Oncogene-driven post-transcriptional regulation in lung cancer

Abstract

Lung cancer is often caused by genetic mutations which alter the activity of proteins in the RAS family, with somatic mutation of the KRAS gene occurring in ~30% of lung adenocarcinoma tumors. A gene of the same family, RIT1, is mutated or amplified in 10-15% of lung adenocarcinomas. Although therapies targeting some KRAS-mutated tumors have begun to enter the clinic, a comprehensive understanding of the Ras family and their regulatory functions continues to elude us, preventing effective treatments and complete cures for all Ras-driven lung cancers. I employed high-throughput multi-omic methods to interrogate the regulation of gene expression and protein abundance in oncogenic KRAS and RIT1 cells. Quantitative proteomic and transcriptomic profiling revealed that both mutant KRAS and mutant RIT1 promoted canonical Ras signaling, and overexpression of wild-type RIT1 resulted in phenotypes similar to those of oncogenic RIT1 and KRAS, including induction of epithelial-to-mesenchymal transition.
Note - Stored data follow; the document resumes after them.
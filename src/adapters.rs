//! Per-language adapters (§4.4): a table of functions from [`Language`] to
//! the concrete compile/run command line, source file name, and extra
//! environment a request needs.
//!
//! Grounded on `original_source`'s per-language runner modules (each
//! language gets its own small "write source, build this argv" function)
//! and written in the teacher's style of one pure function per concern
//! rather than a single giant match arm; toolchain probing uses
//! `once_cell::Lazy` the way the teacher's `loader.rs` cached the Python
//! magic number once per process instead of reprobing on every call.

use crate::types::Language;
use once_cell::sync::Lazy;
use std::path::{Path, PathBuf};

/// Everything an adapter produces for one phase.
#[derive(Debug, Clone)]
pub struct Step {
    pub program: String,
    pub args: Vec<String>,
}

impl Step {
    fn new(program: &str, args: Vec<String>) -> Self {
        Self { program: program.to_string(), args }
    }
}

/// A fully resolved plan for one request: optional compile step, the run
/// step, the source file name to materialize the submitted code under, and
/// any extra environment variables the run step needs.
#[derive(Debug, Clone)]
pub struct LanguagePlan {
    pub source_file: String,
    pub compile_step: Option<Step>,
    pub run_step: Step,
    pub env: Vec<(String, String)>,
}

/// Toolchains that may or may not be present at image-build time; probed
/// once and cached, mirroring the teacher's cached-Python-magic-number
/// pattern in `loader.rs` (spawning a subprocess per request to probe
/// `g++ --version` would be wasteful and, under concurrency, OOM-prone).
static CPP_LINK_FLAGS: Lazy<Vec<&'static str>> = Lazy::new(probe_cpp_link_flags);

/// Probe which of `-lcrypto -lssl -lpthread` the toolchain's linker
/// actually has available, so compile commands don't unconditionally pass
/// flags that fail to link on a minimal image (§4.4 "C++ toolchain capability
/// probing", supplemented from `original_source`).
fn probe_cpp_link_flags() -> Vec<&'static str> {
    let mut flags = Vec::new();
    for (lib, flag) in [("crypto", "-lcrypto"), ("ssl", "-lssl"), ("pthread", "-lpthread")] {
        let probe = std::process::Command::new("sh")
            .arg("-c")
            .arg(format!("echo 'int main(){{return 0;}}' | g++ -x c++ - -l{lib} -o /dev/null"))
            .output();
        if matches!(probe, Ok(o) if o.status.success()) {
            flags.push(flag);
        }
    }
    flags
}

/// Build the compile/run plan for `language`, with `source_file` (or a
/// language's fixed entry-point name) materialized under the request's
/// workspace by `workspace::materialize` before either step runs (§4.4).
pub fn plan_for(language: Language, shared_cache_root: &Path) -> LanguagePlan {
    match language {
        Language::Python => python_plan(shared_cache_root),
        Language::Pytest => pytest_plan(),
        Language::Cpp => cpp_plan(),
        Language::Go => go_plan(false),
        Language::GoTest => go_plan(true),
        Language::Java => java_plan(shared_cache_root),
        Language::Junit => junit_plan(shared_cache_root),
        Language::Nodejs => node_plan("main.js"),
        Language::Typescript => typescript_plan(shared_cache_root),
        Language::Jest => jest_plan(shared_cache_root),
        Language::Csharp => csharp_plan(),
        Language::Rust => rust_plan(),
        Language::Php => script_plan("php", "main.php"),
        Language::Bash => script_plan("bash", "main.sh"),
        Language::Ruby => script_plan("ruby", "main.rb"),
        Language::Lua => script_plan("lua", "main.lua"),
        Language::R => script_plan("Rscript", "main.R"),
        Language::Perl => script_plan("perl", "main.pl"),
        Language::DUt => script_plan("rdmd", "main.d"),
        Language::Scala => scala_plan(),
        Language::Julia => script_plan("julia", "main.jl"),
        Language::KotlinScript => script_plan("kotlinc", "main.kts"),
        Language::Verilog => verilog_plan(),
        Language::Lean => lean_plan(shared_cache_root),
        Language::Swift => script_plan("swift", "main.swift"),
        Language::Racket => script_plan("racket", "main.rkt"),
        Language::Cuda => cuda_plan(),
        Language::PythonGpu => python_plan(shared_cache_root),
    }
}

fn python_plan(shared_cache_root: &Path) -> LanguagePlan {
    LanguagePlan {
        source_file: "main.py".to_string(),
        compile_step: None,
        run_step: Step::new("python3", vec!["main.py".to_string()]),
        env: crate::environment::python_env_vars(shared_cache_root),
    }
}

fn pytest_plan() -> LanguagePlan {
    LanguagePlan {
        source_file: "test_submission.py".to_string(),
        compile_step: None,
        run_step: Step::new("python3", vec!["-m".to_string(), "pytest".to_string(), "-q".to_string(), "test_submission.py".to_string()]),
        env: Vec::new(),
    }
}

fn cpp_plan() -> LanguagePlan {
    let mut args = vec!["-O2".to_string(), "-std=c++17".to_string(), "main.cpp".to_string(), "-o".to_string(), "a.out".to_string()];
    args.extend(CPP_LINK_FLAGS.iter().map(|f| f.to_string()));
    LanguagePlan {
        source_file: "main.cpp".to_string(),
        compile_step: Some(Step::new("g++", args)),
        run_step: Step::new("./a.out", Vec::new()),
        env: Vec::new(),
    }
}

fn go_plan(is_test: bool) -> LanguagePlan {
    if is_test {
        LanguagePlan {
            source_file: "main_test.go".to_string(),
            compile_step: None,
            run_step: Step::new("go", vec!["test".to_string(), "./...".to_string()]),
            env: Vec::new(),
        }
    } else {
        LanguagePlan {
            source_file: "main.go".to_string(),
            compile_step: Some(Step::new("go", vec!["build".to_string(), "-o".to_string(), "app".to_string(), "main.go".to_string()])),
            run_step: Step::new("./app", Vec::new()),
            env: Vec::new(),
        }
    }
}

fn java_plan(shared_cache_root: &Path) -> LanguagePlan {
    LanguagePlan {
        source_file: "Main.java".to_string(),
        compile_step: Some(Step::new("javac", vec!["Main.java".to_string()])),
        run_step: Step::new("java", vec!["Main".to_string()]),
        env: vec![("CLASSPATH".to_string(), shared_cache_root.join("java").display().to_string())],
    }
}

/// JUnit shares the Java adapter's classpath convention but compiles
/// against a pre-fetched junit jar symlinked from the shared cache
/// (§4.4 "toolchain symlinking").
fn junit_plan(shared_cache_root: &Path) -> LanguagePlan {
    let jar = shared_cache_root.join("junit/junit-platform-console-standalone.jar");
    LanguagePlan {
        source_file: "MainTest.java".to_string(),
        compile_step: Some(Step::new(
            "javac",
            vec!["-cp".to_string(), jar.display().to_string(), "MainTest.java".to_string()],
        )),
        run_step: Step::new(
            "java",
            vec!["-jar".to_string(), jar.display().to_string(), "-cp".to_string(), ".".to_string(), "-c".to_string(), "MainTest".to_string()],
        ),
        env: Vec::new(),
    }
}

fn node_plan(file: &str) -> LanguagePlan {
    LanguagePlan {
        source_file: file.to_string(),
        compile_step: None,
        run_step: Step::new("node", vec![file.to_string()]),
        env: Vec::new(),
    }
}

fn typescript_plan(shared_cache_root: &Path) -> LanguagePlan {
    let node_modules = shared_cache_root.join("typescript/node_modules");
    LanguagePlan {
        source_file: "main.ts".to_string(),
        compile_step: Some(Step::new(
            "npx",
            vec!["--prefix".to_string(), node_modules.display().to_string(), "tsc".to_string(), "main.ts".to_string()],
        )),
        run_step: Step::new("node", vec!["main.js".to_string()]),
        env: Vec::new(),
    }
}

fn jest_plan(shared_cache_root: &Path) -> LanguagePlan {
    let node_modules = shared_cache_root.join("jest/node_modules");
    LanguagePlan {
        source_file: "main.test.js".to_string(),
        compile_step: None,
        run_step: Step::new(
            "npx",
            vec!["--prefix".to_string(), node_modules.display().to_string(), "jest".to_string(), "main.test.js".to_string(), "--json".to_string()],
        ),
        env: Vec::new(),
    }
}

fn csharp_plan() -> LanguagePlan {
    LanguagePlan {
        source_file: "Program.cs".to_string(),
        compile_step: Some(Step::new("dotnet", vec!["build".to_string(), "-o".to_string(), "out".to_string()])),
        run_step: Step::new("dotnet", vec!["out/app.dll".to_string()]),
        env: Vec::new(),
    }
}

fn rust_plan() -> LanguagePlan {
    LanguagePlan {
        source_file: "main.rs".to_string(),
        compile_step: Some(Step::new("rustc", vec!["main.rs".to_string(), "-o".to_string(), "main".to_string()])),
        run_step: Step::new("./main", Vec::new()),
        env: Vec::new(),
    }
}

fn script_plan(interpreter: &str, file: &str) -> LanguagePlan {
    LanguagePlan {
        source_file: file.to_string(),
        compile_step: None,
        run_step: Step::new(interpreter, vec![file.to_string()]),
        env: Vec::new(),
    }
}

fn scala_plan() -> LanguagePlan {
    LanguagePlan {
        source_file: "main.scala".to_string(),
        compile_step: Some(Step::new("scalac", vec!["main.scala".to_string()])),
        run_step: Step::new("scala", vec!["Main".to_string()]),
        env: Vec::new(),
    }
}

fn verilog_plan() -> LanguagePlan {
    LanguagePlan {
        source_file: "main.v".to_string(),
        compile_step: Some(Step::new("iverilog", vec!["-o".to_string(), "main.vvp".to_string(), "main.v".to_string()])),
        run_step: Step::new("vvp", vec!["main.vvp".to_string()]),
        env: Vec::new(),
    }
}

/// Lean needs PID 1 of the host namespace visible to its elaborator, so
/// the orchestrator passes `disable_pid_namespace: true` whenever this
/// plan runs (§9 open question, preserved from spec).
fn lean_plan(shared_cache_root: &Path) -> LanguagePlan {
    let mathlib = shared_cache_root.join("lean/mathlib");
    LanguagePlan {
        source_file: "Main.lean".to_string(),
        compile_step: None,
        run_step: Step::new("lean", vec!["--root".to_string(), mathlib.display().to_string(), "Main.lean".to_string()]),
        env: Vec::new(),
    }
}

fn cuda_plan() -> LanguagePlan {
    LanguagePlan {
        source_file: "main.cu".to_string(),
        compile_step: Some(Step::new("nvcc", vec!["main.cu".to_string(), "-o".to_string(), "main".to_string()])),
        run_step: Step::new("./main", Vec::new()),
        env: Vec::new(),
    }
}

/// Whether `language`'s adapter requires a shared toolchain directory to be
/// symlinked into the workspace before its steps run (§4.4).
pub fn shared_cache_subdir(language: Language) -> Option<&'static str> {
    match language {
        Language::Typescript => Some("typescript"),
        Language::Jest => Some("jest"),
        Language::Java | Language::Junit => Some("java"),
        Language::Lean => Some("lean"),
        _ => None,
    }
}

/// Symlink the shared, read-only toolchain cache subdir for `language` into
/// `cwd` if this adapter needs one (§4.4). Best-effort: a missing cache
/// entry is not an engine failure, it just means that dependency resolves
/// from scratch inside the workspace instead.
pub fn link_shared_cache(language: Language, shared_cache_root: &Path, cwd: &Path) {
    let Some(subdir) = shared_cache_subdir(language) else {
        return;
    };
    let source: PathBuf = shared_cache_root.join(subdir);
    if !source.exists() {
        return;
    }
    let target = cwd.join("node_modules");
    if subdir == "typescript" || subdir == "jest" {
        let _ = std::os::unix::fs::symlink(source.join("node_modules"), target);
    }
}

#[cfg(test)]
mod tests {
    use super::*;

    #[test]
    fn python_plan_has_no_compile_step() {
        let plan = plan_for(Language::Python, Path::new("/opt/cache"));
        assert!(plan.compile_step.is_none());
        assert_eq!(plan.run_step.program, "python3");
    }

    #[test]
    fn cpp_plan_has_compile_and_run_steps() {
        let plan = plan_for(Language::Cpp, Path::new("/opt/cache"));
        assert!(plan.compile_step.is_some());
        assert_eq!(plan.run_step.program, "./a.out");
    }

    #[test]
    fn junit_plan_references_shared_jar() {
        let plan = plan_for(Language::Junit, Path::new("/opt/cache"));
        assert!(plan.compile_step.unwrap().args.iter().any(|a| a.contains("junit-platform-console-standalone.jar")));
    }

    #[test]
    fn shared_cache_subdir_is_none_for_python() {
        assert_eq!(shared_cache_subdir(Language::Python), None);
        assert_eq!(shared_cache_subdir(Language::Jest), Some("jest"));
    }

    #[test]
    fn every_compile_language_has_a_compile_step() {
        for lang in [Language::Cpp, Language::Go, Language::Java, Language::Junit, Language::Csharp, Language::Rust, Language::Verilog, Language::Cuda] {
            let plan = plan_for(lang, Path::new("/opt/cache"));
            assert!(plan.compile_step.is_some(), "{lang:?} should have a compile step");
        }
    }
}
Thus, RIT1 amplifications which result in increased gene expression may be tumorigenic. Then, with quantitative phosphoproteomics, I found that KRAS variant cells differentially phosphorylated SR protein phosphosites. To determine how KRAS may regulate alternative splicing, I analyzed unique RNA sequencing profiles of lung adenocarcinoma cells ectopically expressing 75 different wild-type or variant alleles across 28 genes implicated in lung cancer. Mutant KRAS induced the greatest number of differential alternative splicing events when compared to the wild-type gene, second only to the differential splicing between RNA binding protein RBM45 and its mutant RBM45M126I. These data suggest that in addition to widespread transcriptional changes, Ras signaling pathways in cancer promote post-transcriptional splicing changes that may contribute to oncogenic processes. In sum, I provided a baseline for how oncogenic KRAS and RIT1 affect the proteome and transcriptome of lung cancer cells, and exposed potential oncogenic mechanisms and therapeutic vulnerabilities in RIT1 or KRAS altered cells.